> [Task statement]:
Repeat exactly the lines from the first line of the records through the line containing "in the registry.", and nothing more.

Items from a data source:
______
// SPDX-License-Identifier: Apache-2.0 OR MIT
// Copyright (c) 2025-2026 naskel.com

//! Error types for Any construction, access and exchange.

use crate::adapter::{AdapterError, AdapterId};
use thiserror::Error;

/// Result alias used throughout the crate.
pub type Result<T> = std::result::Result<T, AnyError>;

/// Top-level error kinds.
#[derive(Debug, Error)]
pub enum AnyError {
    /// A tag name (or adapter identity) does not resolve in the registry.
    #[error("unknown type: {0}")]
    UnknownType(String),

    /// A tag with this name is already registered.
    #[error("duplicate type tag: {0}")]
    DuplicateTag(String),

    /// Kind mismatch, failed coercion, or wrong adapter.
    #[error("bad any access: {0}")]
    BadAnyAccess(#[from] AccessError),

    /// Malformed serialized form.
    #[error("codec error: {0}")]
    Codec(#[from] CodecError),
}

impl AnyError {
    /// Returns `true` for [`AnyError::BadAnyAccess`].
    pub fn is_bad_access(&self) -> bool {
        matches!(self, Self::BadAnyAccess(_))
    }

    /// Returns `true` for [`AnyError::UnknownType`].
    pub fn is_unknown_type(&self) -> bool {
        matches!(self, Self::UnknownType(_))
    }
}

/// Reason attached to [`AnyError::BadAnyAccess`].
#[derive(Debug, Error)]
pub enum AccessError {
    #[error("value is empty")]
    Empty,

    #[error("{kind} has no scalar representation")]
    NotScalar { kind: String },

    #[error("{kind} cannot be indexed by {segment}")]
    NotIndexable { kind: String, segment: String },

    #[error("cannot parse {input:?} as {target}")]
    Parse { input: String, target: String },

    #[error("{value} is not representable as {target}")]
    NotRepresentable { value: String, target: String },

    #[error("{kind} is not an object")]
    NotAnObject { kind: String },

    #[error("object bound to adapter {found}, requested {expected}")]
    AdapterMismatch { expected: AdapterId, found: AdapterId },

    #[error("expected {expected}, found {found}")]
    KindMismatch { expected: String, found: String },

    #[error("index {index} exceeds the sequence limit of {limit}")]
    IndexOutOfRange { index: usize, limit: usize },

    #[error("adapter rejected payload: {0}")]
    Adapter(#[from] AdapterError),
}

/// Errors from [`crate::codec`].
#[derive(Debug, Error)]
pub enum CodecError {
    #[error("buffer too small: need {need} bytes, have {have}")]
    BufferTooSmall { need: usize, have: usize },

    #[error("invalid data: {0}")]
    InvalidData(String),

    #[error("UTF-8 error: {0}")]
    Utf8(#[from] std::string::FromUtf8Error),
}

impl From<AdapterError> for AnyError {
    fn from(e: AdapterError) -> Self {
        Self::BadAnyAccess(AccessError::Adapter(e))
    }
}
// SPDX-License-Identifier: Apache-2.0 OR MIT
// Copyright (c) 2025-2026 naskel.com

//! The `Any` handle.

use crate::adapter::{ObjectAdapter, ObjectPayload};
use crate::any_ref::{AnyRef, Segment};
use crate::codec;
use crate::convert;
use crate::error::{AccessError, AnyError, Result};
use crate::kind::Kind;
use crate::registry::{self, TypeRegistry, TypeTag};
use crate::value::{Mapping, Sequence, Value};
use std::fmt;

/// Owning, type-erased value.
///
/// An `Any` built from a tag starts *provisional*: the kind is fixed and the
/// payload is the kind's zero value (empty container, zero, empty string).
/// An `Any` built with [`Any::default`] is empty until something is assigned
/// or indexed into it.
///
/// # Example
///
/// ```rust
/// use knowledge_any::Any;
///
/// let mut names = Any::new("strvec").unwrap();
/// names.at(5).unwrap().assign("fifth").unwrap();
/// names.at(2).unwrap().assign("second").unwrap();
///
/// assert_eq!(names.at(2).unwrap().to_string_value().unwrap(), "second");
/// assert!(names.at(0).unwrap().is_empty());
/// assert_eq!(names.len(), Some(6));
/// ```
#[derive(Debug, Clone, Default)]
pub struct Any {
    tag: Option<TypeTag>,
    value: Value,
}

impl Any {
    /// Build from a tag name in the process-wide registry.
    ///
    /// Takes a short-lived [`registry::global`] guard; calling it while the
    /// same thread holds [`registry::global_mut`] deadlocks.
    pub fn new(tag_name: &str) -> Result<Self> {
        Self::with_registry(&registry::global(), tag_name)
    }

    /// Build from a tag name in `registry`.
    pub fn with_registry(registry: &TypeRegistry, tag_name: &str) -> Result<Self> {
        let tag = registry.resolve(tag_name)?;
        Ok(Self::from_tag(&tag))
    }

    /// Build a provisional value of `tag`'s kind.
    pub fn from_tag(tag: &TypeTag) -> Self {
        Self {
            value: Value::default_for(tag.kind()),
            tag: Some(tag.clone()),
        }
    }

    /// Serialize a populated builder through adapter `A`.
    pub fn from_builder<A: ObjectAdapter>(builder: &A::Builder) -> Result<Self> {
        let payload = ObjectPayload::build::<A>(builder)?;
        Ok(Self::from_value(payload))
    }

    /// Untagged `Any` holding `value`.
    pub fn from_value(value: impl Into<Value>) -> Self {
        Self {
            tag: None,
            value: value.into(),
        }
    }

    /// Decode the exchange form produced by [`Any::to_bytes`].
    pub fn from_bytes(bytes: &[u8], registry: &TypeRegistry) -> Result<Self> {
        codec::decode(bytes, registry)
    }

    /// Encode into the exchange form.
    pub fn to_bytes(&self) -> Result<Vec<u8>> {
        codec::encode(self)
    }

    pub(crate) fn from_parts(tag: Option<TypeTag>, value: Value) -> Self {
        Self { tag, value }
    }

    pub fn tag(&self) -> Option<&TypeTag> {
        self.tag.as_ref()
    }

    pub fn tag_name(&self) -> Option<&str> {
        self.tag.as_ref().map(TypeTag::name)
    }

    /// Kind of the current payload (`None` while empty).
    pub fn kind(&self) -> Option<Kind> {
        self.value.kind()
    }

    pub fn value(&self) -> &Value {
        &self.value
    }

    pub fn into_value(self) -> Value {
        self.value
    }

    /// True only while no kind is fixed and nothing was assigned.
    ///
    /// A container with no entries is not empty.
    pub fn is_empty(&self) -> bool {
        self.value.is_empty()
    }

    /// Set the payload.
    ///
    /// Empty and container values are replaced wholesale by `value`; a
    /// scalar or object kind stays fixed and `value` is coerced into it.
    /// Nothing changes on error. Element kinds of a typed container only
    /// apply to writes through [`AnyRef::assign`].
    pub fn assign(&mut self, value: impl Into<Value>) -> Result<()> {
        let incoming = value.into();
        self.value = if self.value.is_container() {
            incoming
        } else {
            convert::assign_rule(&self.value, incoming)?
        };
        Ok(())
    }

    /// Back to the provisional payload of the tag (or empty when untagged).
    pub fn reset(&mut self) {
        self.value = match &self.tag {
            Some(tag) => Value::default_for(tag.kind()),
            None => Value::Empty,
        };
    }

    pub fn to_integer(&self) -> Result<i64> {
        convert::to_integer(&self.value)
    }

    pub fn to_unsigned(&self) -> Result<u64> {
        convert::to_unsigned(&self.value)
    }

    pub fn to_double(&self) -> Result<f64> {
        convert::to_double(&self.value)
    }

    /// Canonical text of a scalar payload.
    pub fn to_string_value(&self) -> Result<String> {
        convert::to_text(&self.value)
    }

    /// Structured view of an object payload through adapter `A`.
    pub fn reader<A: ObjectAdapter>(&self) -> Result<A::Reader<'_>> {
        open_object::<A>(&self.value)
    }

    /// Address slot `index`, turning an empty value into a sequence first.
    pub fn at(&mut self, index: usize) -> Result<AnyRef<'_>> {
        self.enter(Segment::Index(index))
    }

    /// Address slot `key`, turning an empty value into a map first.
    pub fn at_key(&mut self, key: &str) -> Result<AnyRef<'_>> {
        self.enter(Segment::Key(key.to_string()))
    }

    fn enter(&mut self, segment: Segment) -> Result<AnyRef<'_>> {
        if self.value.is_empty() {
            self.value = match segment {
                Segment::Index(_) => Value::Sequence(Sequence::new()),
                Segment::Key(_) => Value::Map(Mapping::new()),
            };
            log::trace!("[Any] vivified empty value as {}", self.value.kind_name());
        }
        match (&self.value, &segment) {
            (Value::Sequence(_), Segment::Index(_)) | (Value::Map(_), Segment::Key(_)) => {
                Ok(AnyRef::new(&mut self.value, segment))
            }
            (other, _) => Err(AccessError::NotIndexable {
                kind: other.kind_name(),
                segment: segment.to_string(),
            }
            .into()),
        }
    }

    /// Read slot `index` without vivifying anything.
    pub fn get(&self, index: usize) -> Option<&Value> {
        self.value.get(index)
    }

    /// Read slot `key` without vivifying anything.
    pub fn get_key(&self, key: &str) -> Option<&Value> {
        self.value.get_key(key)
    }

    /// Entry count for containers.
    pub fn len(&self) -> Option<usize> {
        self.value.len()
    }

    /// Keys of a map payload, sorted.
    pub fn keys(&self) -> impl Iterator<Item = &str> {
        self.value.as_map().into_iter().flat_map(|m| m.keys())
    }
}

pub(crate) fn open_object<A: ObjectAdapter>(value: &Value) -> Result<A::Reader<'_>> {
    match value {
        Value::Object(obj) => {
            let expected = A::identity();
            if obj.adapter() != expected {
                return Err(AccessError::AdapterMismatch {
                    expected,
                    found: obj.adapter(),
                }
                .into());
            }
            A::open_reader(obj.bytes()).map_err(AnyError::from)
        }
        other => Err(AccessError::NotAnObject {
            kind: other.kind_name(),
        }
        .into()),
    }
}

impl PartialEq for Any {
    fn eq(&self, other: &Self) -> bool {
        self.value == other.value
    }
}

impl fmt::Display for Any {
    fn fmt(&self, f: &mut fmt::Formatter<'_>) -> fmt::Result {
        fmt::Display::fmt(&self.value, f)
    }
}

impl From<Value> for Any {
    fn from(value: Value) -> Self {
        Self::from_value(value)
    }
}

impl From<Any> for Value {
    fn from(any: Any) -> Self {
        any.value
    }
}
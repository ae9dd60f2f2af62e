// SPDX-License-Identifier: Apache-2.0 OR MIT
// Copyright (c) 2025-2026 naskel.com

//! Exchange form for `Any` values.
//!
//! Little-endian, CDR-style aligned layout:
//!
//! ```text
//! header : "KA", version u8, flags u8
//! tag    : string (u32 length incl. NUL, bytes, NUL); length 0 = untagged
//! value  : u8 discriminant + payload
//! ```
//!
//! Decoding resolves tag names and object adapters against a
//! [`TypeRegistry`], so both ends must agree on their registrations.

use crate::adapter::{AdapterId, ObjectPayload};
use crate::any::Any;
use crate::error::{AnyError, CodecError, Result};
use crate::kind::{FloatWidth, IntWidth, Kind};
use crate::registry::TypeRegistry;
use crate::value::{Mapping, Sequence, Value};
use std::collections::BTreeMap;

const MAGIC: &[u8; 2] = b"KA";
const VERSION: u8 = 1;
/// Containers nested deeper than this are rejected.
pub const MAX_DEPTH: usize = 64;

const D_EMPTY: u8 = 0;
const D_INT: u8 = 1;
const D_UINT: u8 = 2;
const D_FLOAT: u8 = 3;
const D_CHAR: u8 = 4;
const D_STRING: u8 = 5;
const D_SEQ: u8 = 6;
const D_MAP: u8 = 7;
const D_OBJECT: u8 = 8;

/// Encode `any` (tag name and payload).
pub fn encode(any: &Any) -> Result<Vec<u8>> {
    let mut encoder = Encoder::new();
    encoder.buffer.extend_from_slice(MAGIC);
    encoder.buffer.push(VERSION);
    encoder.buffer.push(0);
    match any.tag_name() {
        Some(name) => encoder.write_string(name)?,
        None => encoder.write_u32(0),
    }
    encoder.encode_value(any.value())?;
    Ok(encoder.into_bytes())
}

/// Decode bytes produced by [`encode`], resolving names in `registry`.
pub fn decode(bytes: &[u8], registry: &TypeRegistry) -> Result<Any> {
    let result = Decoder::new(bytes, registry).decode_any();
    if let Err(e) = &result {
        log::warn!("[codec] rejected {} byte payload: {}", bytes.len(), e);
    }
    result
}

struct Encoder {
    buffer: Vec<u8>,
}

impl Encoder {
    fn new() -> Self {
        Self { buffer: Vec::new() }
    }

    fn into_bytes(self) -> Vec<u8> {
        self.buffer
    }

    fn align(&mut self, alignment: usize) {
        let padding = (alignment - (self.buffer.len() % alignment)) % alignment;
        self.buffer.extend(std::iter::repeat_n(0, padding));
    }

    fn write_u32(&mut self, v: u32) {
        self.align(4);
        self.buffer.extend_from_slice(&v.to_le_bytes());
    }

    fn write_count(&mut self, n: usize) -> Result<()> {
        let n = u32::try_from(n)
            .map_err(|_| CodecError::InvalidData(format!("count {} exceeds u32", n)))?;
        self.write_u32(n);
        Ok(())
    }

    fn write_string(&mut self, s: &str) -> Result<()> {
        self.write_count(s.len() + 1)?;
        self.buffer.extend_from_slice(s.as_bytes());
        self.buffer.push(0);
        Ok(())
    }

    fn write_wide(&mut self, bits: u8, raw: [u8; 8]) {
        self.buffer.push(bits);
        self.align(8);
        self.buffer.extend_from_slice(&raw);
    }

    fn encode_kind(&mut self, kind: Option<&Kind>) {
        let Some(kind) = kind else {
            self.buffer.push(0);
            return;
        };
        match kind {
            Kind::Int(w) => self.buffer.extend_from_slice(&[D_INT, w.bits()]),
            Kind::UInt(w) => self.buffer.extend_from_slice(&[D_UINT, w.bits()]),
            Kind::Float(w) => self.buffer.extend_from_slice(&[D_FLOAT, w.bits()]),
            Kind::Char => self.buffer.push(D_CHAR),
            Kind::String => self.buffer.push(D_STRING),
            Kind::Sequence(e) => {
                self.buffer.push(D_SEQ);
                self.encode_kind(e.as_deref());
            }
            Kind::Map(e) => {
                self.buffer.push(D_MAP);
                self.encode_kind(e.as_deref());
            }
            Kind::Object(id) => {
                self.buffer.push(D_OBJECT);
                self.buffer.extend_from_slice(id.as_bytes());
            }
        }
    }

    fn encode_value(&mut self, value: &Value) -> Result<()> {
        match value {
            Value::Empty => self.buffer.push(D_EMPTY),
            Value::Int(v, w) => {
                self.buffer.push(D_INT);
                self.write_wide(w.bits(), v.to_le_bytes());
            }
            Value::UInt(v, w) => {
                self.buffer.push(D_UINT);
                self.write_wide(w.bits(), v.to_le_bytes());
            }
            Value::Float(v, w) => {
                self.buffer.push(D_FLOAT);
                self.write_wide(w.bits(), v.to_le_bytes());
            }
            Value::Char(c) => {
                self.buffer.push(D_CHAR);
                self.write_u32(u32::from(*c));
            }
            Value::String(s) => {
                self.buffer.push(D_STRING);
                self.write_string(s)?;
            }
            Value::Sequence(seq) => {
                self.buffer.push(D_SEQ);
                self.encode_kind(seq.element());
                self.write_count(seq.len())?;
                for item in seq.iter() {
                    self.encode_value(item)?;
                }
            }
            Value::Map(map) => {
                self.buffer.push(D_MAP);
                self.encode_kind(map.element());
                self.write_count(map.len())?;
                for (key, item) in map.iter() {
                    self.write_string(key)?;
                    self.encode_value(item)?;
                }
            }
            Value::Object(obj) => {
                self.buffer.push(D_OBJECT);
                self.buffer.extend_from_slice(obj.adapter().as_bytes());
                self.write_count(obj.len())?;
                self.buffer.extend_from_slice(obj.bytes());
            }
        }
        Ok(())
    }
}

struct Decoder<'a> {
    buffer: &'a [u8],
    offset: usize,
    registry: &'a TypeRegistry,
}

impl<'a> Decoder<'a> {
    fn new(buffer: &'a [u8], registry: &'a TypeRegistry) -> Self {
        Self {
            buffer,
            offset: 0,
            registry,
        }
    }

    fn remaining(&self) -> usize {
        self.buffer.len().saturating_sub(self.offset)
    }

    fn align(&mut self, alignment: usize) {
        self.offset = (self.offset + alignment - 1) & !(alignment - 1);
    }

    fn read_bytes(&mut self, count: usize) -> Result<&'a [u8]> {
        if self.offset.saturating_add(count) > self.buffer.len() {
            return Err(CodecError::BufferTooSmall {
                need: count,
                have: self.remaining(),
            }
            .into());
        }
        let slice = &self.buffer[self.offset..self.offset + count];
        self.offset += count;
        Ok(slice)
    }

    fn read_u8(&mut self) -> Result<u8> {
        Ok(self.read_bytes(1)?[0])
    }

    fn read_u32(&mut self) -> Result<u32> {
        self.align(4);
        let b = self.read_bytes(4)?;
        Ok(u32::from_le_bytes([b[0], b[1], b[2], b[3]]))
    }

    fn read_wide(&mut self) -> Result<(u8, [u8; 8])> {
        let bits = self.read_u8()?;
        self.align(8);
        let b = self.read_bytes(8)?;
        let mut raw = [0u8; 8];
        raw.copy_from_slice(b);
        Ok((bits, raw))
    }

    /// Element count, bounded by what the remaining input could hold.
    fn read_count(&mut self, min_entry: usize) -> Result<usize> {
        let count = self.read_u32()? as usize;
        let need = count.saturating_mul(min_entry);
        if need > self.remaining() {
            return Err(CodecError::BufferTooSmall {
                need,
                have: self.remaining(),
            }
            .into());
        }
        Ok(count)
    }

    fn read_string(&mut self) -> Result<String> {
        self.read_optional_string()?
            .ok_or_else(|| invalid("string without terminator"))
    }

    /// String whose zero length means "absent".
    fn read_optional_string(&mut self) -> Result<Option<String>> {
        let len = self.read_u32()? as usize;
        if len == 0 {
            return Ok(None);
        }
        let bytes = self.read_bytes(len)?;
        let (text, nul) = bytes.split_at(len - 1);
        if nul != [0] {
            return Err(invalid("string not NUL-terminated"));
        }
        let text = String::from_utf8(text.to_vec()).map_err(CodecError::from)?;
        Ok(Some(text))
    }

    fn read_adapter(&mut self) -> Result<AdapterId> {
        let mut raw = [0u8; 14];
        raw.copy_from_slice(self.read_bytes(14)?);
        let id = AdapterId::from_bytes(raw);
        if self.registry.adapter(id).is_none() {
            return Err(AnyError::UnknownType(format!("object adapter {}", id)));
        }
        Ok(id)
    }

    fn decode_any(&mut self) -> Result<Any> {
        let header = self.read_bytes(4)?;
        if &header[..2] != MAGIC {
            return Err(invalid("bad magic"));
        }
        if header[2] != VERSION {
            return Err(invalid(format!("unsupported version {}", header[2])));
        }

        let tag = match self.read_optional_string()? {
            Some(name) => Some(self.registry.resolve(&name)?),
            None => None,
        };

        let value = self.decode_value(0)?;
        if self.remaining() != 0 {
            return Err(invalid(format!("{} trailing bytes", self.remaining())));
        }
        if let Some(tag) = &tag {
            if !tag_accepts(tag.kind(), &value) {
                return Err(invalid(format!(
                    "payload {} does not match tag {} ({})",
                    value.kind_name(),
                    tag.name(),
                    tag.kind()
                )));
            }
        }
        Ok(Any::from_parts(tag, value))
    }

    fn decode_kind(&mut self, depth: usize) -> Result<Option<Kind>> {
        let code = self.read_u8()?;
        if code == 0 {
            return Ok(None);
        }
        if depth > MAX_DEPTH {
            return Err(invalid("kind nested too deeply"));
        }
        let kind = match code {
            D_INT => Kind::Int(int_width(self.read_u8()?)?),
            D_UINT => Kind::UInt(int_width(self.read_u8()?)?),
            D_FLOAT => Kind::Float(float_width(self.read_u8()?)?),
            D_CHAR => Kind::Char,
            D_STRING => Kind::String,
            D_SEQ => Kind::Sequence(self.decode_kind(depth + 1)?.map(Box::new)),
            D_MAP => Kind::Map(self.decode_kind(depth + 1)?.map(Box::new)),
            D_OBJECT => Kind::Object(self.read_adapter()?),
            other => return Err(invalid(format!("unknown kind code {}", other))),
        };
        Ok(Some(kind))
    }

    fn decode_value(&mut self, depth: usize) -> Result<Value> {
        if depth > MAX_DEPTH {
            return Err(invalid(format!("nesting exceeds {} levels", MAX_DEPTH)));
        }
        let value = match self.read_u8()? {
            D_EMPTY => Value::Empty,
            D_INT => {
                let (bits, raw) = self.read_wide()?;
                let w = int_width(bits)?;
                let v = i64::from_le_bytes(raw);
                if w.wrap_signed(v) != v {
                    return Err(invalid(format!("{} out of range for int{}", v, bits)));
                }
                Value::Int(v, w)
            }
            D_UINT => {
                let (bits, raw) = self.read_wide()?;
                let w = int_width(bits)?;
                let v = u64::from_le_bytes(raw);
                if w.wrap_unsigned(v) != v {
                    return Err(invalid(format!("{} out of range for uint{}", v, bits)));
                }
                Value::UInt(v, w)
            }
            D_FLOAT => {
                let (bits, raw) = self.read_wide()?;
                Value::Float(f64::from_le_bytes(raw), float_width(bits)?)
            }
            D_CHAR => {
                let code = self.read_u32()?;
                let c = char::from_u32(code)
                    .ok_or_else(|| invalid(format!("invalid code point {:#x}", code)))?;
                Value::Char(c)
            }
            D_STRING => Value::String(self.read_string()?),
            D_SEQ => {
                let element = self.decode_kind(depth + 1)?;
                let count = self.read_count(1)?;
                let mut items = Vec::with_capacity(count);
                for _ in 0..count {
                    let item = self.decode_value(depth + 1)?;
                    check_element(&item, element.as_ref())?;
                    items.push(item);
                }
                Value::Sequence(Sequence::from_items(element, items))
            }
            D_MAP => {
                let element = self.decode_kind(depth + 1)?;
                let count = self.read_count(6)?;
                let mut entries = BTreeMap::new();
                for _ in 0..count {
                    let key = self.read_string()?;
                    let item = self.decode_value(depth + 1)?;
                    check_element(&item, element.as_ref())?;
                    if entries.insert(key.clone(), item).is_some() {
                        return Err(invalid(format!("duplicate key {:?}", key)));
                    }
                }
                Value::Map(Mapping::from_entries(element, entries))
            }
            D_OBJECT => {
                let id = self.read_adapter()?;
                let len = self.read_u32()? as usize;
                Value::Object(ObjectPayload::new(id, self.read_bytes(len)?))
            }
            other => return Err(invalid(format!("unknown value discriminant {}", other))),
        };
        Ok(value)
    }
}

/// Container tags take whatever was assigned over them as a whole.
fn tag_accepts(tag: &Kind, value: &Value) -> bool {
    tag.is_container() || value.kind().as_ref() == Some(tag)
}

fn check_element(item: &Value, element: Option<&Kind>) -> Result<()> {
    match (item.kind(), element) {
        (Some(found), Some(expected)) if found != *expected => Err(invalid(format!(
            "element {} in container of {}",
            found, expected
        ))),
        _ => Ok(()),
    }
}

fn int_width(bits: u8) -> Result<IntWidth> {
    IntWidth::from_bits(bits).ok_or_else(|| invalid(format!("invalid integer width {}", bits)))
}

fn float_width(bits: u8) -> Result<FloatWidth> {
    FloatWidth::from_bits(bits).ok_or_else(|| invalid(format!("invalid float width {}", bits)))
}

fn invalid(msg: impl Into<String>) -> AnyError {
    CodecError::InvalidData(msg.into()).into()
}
______
> [Answer box]:
// SPDX-License-Identifier: Apache-2.0 OR MIT
// Copyright (c) 2025-2026 naskel.com

//! Error types for Any construction, access and exchange.

use crate::adapter::{AdapterError, AdapterId};
use thiserror::Error;

/// Result alias used throughout the crate.
pub type Result<T> = std::result::Result<T, AnyError>;

/// Top-level error kinds.
#[derive(Debug, Error)]
pub enum AnyError {
    /// A tag name (or adapter identity) does not resolve in the registry.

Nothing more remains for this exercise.